*** Begin section ***
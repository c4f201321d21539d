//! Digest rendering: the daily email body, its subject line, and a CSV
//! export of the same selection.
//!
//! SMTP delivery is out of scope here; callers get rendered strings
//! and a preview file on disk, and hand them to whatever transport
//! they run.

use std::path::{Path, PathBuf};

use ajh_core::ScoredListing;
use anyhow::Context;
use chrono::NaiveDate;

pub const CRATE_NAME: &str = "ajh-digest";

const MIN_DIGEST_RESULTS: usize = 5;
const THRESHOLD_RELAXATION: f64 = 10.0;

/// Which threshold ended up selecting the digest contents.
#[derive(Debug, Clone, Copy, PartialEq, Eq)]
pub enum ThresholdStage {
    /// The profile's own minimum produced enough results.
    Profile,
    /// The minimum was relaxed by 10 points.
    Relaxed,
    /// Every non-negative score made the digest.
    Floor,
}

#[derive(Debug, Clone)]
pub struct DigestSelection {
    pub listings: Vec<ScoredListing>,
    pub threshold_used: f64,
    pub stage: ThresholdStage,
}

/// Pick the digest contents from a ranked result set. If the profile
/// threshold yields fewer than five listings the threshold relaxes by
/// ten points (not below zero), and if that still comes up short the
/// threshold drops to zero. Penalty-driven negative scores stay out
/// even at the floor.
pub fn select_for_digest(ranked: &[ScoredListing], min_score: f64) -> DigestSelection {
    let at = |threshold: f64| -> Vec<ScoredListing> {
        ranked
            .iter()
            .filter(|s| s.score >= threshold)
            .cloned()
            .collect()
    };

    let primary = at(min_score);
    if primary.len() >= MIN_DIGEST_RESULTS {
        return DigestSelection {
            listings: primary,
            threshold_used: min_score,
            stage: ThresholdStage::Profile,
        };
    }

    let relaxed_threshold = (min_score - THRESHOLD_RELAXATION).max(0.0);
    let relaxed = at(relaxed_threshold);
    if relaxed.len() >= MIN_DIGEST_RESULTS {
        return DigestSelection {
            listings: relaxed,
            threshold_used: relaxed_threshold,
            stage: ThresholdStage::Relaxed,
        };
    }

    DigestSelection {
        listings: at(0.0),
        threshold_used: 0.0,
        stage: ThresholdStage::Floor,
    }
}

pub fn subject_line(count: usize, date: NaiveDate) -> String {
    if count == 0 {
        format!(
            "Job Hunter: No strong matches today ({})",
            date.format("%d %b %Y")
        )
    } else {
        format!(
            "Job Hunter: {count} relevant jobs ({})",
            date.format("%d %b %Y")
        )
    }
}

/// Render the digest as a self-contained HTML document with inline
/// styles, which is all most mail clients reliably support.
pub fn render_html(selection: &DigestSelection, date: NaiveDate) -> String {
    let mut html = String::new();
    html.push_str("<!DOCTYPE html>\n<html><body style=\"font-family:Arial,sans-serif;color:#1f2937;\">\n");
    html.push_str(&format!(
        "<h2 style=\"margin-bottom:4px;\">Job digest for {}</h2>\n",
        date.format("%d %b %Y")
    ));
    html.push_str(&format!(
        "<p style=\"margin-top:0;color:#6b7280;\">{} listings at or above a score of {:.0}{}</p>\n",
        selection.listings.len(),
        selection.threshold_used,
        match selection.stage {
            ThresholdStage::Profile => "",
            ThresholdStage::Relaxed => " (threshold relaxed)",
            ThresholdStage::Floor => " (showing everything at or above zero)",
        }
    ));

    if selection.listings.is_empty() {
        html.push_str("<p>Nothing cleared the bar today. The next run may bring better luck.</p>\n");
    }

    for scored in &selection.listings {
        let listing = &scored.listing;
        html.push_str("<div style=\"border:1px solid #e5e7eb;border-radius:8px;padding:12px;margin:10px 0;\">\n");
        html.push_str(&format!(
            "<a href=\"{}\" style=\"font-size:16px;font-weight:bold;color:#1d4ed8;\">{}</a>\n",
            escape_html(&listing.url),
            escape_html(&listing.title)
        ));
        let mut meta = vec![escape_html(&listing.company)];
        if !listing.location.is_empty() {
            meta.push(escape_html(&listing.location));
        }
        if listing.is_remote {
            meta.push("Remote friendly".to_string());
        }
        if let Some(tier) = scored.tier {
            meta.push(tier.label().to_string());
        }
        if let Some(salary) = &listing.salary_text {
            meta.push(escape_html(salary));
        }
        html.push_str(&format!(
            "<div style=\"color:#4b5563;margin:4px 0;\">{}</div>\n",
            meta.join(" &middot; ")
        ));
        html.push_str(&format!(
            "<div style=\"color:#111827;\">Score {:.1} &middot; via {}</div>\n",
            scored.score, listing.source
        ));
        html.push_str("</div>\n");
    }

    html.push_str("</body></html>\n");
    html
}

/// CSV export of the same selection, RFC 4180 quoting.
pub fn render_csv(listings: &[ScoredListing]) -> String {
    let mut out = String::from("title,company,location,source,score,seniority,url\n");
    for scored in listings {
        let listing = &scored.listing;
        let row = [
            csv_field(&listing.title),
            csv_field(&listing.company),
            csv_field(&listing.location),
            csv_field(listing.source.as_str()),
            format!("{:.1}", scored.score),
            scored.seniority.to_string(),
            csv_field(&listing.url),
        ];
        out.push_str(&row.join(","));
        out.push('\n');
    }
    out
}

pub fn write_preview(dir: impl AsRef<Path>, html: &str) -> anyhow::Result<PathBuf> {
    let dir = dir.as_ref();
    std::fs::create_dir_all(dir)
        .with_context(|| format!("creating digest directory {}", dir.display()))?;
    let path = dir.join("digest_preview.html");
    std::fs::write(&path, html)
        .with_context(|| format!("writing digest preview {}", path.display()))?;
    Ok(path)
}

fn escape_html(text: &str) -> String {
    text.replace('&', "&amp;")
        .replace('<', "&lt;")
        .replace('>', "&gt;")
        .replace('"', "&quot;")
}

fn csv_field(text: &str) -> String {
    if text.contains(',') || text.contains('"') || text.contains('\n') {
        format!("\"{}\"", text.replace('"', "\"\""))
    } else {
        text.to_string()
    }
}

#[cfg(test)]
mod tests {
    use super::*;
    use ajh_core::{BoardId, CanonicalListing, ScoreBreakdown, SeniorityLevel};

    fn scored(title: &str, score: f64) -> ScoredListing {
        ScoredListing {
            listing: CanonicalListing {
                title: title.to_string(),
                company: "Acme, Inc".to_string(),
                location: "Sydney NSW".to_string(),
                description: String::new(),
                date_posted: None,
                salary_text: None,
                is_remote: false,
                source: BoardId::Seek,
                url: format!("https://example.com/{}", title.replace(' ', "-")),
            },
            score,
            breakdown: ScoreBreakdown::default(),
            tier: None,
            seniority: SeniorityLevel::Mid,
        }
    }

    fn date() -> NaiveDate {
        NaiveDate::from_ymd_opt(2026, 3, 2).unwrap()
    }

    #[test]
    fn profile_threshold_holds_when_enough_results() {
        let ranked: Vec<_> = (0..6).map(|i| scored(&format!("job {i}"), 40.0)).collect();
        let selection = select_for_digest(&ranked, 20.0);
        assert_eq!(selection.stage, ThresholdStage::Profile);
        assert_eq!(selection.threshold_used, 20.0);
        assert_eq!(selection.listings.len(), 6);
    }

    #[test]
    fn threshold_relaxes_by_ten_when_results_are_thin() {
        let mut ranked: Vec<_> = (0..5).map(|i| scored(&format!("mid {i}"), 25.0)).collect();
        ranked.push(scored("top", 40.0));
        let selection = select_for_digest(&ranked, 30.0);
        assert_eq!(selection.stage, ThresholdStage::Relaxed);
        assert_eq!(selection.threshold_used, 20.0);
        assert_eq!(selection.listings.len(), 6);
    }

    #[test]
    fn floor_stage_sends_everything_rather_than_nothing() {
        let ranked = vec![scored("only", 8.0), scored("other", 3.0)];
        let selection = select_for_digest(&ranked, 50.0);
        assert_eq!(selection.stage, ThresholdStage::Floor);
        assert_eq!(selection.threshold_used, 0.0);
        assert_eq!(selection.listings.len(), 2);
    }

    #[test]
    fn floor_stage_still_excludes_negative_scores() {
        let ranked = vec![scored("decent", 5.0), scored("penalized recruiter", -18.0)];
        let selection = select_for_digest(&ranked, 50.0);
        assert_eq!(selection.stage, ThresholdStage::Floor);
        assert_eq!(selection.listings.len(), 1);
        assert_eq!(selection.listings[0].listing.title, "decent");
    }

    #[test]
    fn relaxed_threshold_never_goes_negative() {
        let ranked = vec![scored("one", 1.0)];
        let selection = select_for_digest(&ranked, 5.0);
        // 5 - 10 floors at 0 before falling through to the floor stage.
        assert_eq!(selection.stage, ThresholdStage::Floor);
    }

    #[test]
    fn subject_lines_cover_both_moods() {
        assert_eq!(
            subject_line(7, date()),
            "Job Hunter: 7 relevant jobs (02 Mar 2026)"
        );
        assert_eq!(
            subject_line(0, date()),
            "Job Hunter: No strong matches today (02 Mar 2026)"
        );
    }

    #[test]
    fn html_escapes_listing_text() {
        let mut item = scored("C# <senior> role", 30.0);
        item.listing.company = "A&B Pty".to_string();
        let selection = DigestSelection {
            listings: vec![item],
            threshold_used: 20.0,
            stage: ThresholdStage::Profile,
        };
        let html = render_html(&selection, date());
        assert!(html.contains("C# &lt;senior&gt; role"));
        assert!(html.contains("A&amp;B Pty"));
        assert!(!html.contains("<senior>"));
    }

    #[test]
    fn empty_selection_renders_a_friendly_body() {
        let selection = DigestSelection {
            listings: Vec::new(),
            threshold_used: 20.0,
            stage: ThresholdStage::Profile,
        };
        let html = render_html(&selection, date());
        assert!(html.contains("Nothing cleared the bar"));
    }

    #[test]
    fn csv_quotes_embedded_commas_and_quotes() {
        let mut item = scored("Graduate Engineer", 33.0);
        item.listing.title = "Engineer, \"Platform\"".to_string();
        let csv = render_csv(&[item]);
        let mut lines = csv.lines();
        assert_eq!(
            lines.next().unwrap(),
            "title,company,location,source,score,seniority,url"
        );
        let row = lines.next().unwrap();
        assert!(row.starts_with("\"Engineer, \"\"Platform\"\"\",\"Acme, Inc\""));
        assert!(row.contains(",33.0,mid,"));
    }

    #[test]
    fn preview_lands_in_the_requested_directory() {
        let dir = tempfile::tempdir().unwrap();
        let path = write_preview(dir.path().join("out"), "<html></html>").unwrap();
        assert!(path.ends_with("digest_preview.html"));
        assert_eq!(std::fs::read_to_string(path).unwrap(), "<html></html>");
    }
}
*** End section ***
Reproduce exactly the section above that begins at the line containing "let primary = at(min_score);" and ends at the line containing "let relaxed = at(relaxed_threshold);", leaving out all other lines.

    let primary = at(min_score);
    if primary.len() >= MIN_DIGEST_RESULTS {
        return DigestSelection {
            listings: primary,
            threshold_used: min_score,
            stage: ThresholdStage::Profile,
        };
    }

    let relaxed_threshold = (min_score - THRESHOLD_RELAXATION).max(0.0);
    let relaxed = at(relaxed_threshold);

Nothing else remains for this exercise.